James was born in New York City, son of Henry James, Sr., an independently wealthy and notoriously eccentric Swedenborgian theologian well acquainted with the literary and intellectual elites of his day. The intellectual brilliance of the James family milieu and the remarkable talents of several of its members have made them a subject of continuing interest to historians, biographers, and critics.
James interacted with a wide array of writers and scholars throughout his life, including Ralph Waldo Emerson (James's godfather), Horace Greeley, William Cullen Bryant, Oliver Wendell Holmes, Jr., Charles Peirce, Josiah Royce, George Santayana, Ernst Mach, John Dewey, Helen Keller, Mark Twain, James Frazer, Henri Bergson, H. G. Wells, G. K. Chesterton, Sigmund Freud, and Carl Jung.
William James, with his younger brother Henry James (who became a prominent novelist), and sister Alice James (who is known for her posthumously published diary), received an eclectic trans-Atlantic education, developing fluency in both German and French languages along with a cosmopolitan character. His family made two trips to Europe while he was still a child, setting a pattern that resulted in thirteen more European journeys during his life. His early artistic bent led to an early apprenticeship in the studio of William Morris Hunt in Newport, Rhode Island, but yielded in 1861 to scientific studies at Harvard University's Lawrence Scientific School.
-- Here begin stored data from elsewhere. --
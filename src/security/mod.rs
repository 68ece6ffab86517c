//! Privacy filtering.
//!
//! Everything here runs *before* a record reaches the buffer, so a flush
//! retry can never leak unredacted data. All functions are pure and
//! stateless; repeated calls on fresh strings behave identically regardless
//! of call order.

mod paths;
mod redactor;
mod secrets;

pub use paths::admits_path;
pub use redactor::{ContentRedactor, REDACTED_COMMAND, REDACTED_MARKER};
pub use secrets::{SecretMatch, detect as detect_secrets};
In his early adulthood, James suffered from a variety of physical and mental difficulties, including problems with his eyes, back, stomach, and skin, as well as periods of depression in which he was tempted by the thought of suicide. Two younger brothers, Garth Wilkinson (Wilky) and Robertson (Bob), fought in the Civil War, but the other three siblings (William, Henry, and Alice) all suffered from periods of invalidism.
James switched to medical studies at Harvard Medical School in 1864. He took a break in the spring of 1865 to join Harvard's Louis Agassiz on a scientific expedition up the Amazon River, but aborted his trip after eight months, having suffered bouts of severe seasickness and mild smallpox. His studies were interrupted once again due to illness in April 1867. He traveled to Germany in search of a cure and remained until November 1868. During this period he began to publish, with reviews appearing in literary periodicals like the North American Review. He finally earned his M.D. (Medical Doctor) degree in June 1869, but never practiced medicine. What he called his "soul-sickness" would only be resolved in 1872, after an extended period of philosophical searching.
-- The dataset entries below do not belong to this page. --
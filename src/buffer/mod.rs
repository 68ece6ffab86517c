//! In-memory event buffering.
//!
//! Accumulates records and hands them to a sink in batches, triggered by
//! occupancy or by a periodic timer. The buffer owns all of its mutable
//! state (no ambient globals), so independent sessions in one process can
//! run independent buffers.
//!
//! # Failure semantics
//!
//! Sink failures are never escalated: the un-flushed snapshot is spliced
//! back at the front of the queue and retried on the next trigger. There is
//! no backoff or retry cap; for a low-volume local pipeline the next add or
//! timer tick is soon enough. Sink writes must therefore be idempotent per
//! record id.

use crate::Result;
use crate::config::BufferConfig;
use crate::models::Record;
use std::sync::atomic::{AtomicBool, Ordering};
use std::sync::mpsc::{self, RecvTimeoutError, Sender};
use std::sync::{Arc, Mutex, MutexGuard};
use std::thread::JoinHandle;
use std::time::Instant;

/// Destination for flushed batches.
///
/// Implemented by the storage engine; writes must be idempotent per record
/// id because a failed batch is retried wholesale.
pub trait RecordSink: Send + Sync {
    /// Persists a batch of records.
    ///
    /// # Errors
    ///
    /// Returns an error if any record in the batch could not be persisted;
    /// the buffer will restore the batch and retry later.
    fn persist(&self, batch: &[Record]) -> Result<()>;
}

/// Helper to acquire mutex lock with poison recovery.
///
/// If the mutex is poisoned (due to a panic in a previous critical section),
/// we recover the inner value and log a warning. Buffered records are more
/// valuable than strict poisoning semantics here.
fn acquire_lock<T>(mutex: &Mutex<T>) -> MutexGuard<'_, T> {
    match mutex.lock() {
        Ok(guard) => guard,
        Err(poisoned) => {
            tracing::warn!("buffer mutex was poisoned, recovering");
            poisoned.into_inner()
        },
    }
}

/// State shared between the owning buffer and its timer thread.
struct BufferShared {
    /// Records awaiting persistence, oldest first.
    pending: Mutex<Vec<Record>>,
    /// Set while a flush is mid-execution; overlapping calls collapse.
    flush_in_progress: AtomicBool,
    /// Timestamp of the last successful flush.
    last_flush: Mutex<Option<Instant>>,
    /// The flush destination.
    sink: Arc<dyn RecordSink>,
    /// Occupancy that triggers a synchronous flush.
    max_records: usize,
}

impl BufferShared {
    fn add(&self, record: Record) {
        let should_flush = {
            let mut pending = acquire_lock(&self.pending);
            pending.push(record);
            pending.len() >= self.max_records
        };

        // Backpressure by blocking the caller on the triggered flush, never
        // by dropping events.
        if should_flush {
            self.flush();
        }
    }

    fn flush(&self) {
        // At most one flush executes at a time; the running one owns the
        // current batch and a later trigger gets whatever accumulates next.
        if self.flush_in_progress.swap(true, Ordering::AcqRel) {
            return;
        }

        let snapshot: Vec<Record> = {
            let mut pending = acquire_lock(&self.pending);
            std::mem::take(&mut *pending)
        };

        if snapshot.is_empty() {
            self.flush_in_progress.store(false, Ordering::Release);
            return;
        }

        match self.sink.persist(&snapshot) {
            Ok(()) => {
                *acquire_lock(&self.last_flush) = Some(Instant::now());
                metrics::counter!("buffer_flush_total", "status" => "success").increment(1);
                tracing::debug!(records = snapshot.len(), "flushed buffer");
            },
            Err(e) => {
                metrics::counter!("buffer_flush_total", "status" => "error").increment(1);
                tracing::warn!(
                    error = %e,
                    records = snapshot.len(),
                    "flush failed, restoring batch for retry"
                );
                // Restore exactly the un-flushed snapshot, in front of
                // anything added while the sink was running, so insertion
                // order survives the retry.
                let mut pending = acquire_lock(&self.pending);
                let mut restored = snapshot;
                restored.append(&mut pending);
                *pending = restored;
            },
        }

        self.flush_in_progress.store(false, Ordering::Release);
    }

    fn len(&self) -> usize {
        acquire_lock(&self.pending).len()
    }
}

/// In-memory accumulator with size- and time-based auto-flush.
///
/// Nothing on the public surface panics or propagates sink errors.
pub struct EventBuffer {
    shared: Arc<BufferShared>,
    config: BufferConfig,
    timer: Option<JoinHandle<()>>,
    shutdown_tx: Option<Sender<()>>,
}

impl EventBuffer {
    /// Creates a buffer draining into `sink`.
    #[must_use]
    pub fn new(sink: Arc<dyn RecordSink>, config: BufferConfig) -> Self {
        Self {
            shared: Arc::new(BufferShared {
                pending: Mutex::new(Vec::new()),
                flush_in_progress: AtomicBool::new(false),
                last_flush: Mutex::new(None),
                sink,
                max_records: config.max_records.max(1),
            }),
            config,
            timer: None,
            shutdown_tx: None,
        }
    }

    /// Appends a record, flushing synchronously when occupancy reaches the
    /// configured maximum.
    pub fn add(&self, record: Record) {
        self.shared.add(record);
    }

    /// Flushes buffered records to the sink.
    ///
    /// No-op when the buffer is empty or another flush is mid-execution.
    pub fn flush(&self) {
        self.shared.flush();
    }

    /// Returns the number of buffered records.
    #[must_use]
    pub fn len(&self) -> usize {
        self.shared.len()
    }

    /// Returns true when nothing is buffered.
    #[must_use]
    pub fn is_empty(&self) -> bool {
        self.len() == 0
    }

    /// Returns when the last successful flush completed.
    #[must_use]
    pub fn last_flush_at(&self) -> Option<Instant> {
        *acquire_lock(&self.shared.last_flush)
    }

    /// Starts the periodic flush timer. Idempotent.
    pub fn start(&mut self) {
        if self.timer.is_some() {
            return;
        }

        let (tx, rx) = mpsc::channel::<()>();
        let shared = Arc::clone(&self.shared);
        let interval = self.config.flush_interval;

        let handle = std::thread::Builder::new()
            .name("engram-flush".to_string())
            .spawn(move || {
                loop {
                    match rx.recv_timeout(interval) {
                        Err(RecvTimeoutError::Timeout) => shared.flush(),
                        Ok(()) | Err(RecvTimeoutError::Disconnected) => break,
                    }
                }
            });

        match handle {
            Ok(h) => {
                self.timer = Some(h);
                self.shutdown_tx = Some(tx);
            },
            Err(e) => {
                // Degraded but functional: size-triggered flushes still run.
                tracing::warn!(error = %e, "failed to spawn flush timer");
            },
        }
    }

    /// Stops the periodic timer, flushing remaining records first when
    /// `flush_remaining` is set (the default for session teardown —
    /// termination must not silently drop buffered events). Idempotent.
    pub fn stop(&mut self, flush_remaining: bool) {
        if flush_remaining {
            self.shared.flush();
        }

        if let Some(tx) = self.shutdown_tx.take() {
            let _ = tx.send(());
        }
        if let Some(handle) = self.timer.take() {
            if handle.join().is_err() {
                tracing::warn!("flush timer thread panicked");
            }
        }
    }
}

impl Drop for EventBuffer {
    fn drop(&mut self) {
        // Safety net only; sessions are expected to call stop(true) so the
        // final flush happens before the store closes.
        self.stop(false);
    }
}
James's time in Germany proved intellectually fertile, finding his true interests lay not in medicine but in philosophy and psychology. Later, in 1902 he would write: "I originally studied medicine in order to be a physiologist, but I drifted into psychology and philosophy from a sort of fatality. I never had any philosophic instruction, the first lecture on psychology I ever heard being the first I ever gave."[1]
James spent his entire academic career at Harvard. He was appointed instructor in physiology for the spring 1873 term, instructor in anatomy and physiology in 1873, assistant professor of psychology in 1876, assistant professor of philosophy in 1881, full professor in 1885, endowed chair in psychology in 1889, return to philosophy in 1897, and emeritus professor of philosophy in 1907.
James studied medicine, physiology, and biology, and began to teach in those subjects, but was drawn to the scientific study of the human mind at a time when psychology was constituting itself as a science. James's acquaintance with the work of figures like Hermann Helmholtz in Germany and Pierre Janet in France facilitated his introduction of courses in scientific psychology at Harvard University. He established one of the first—he believed it to be the first—laboratories of experimental psychology in the United States in Boylston Hall in 1875.[2]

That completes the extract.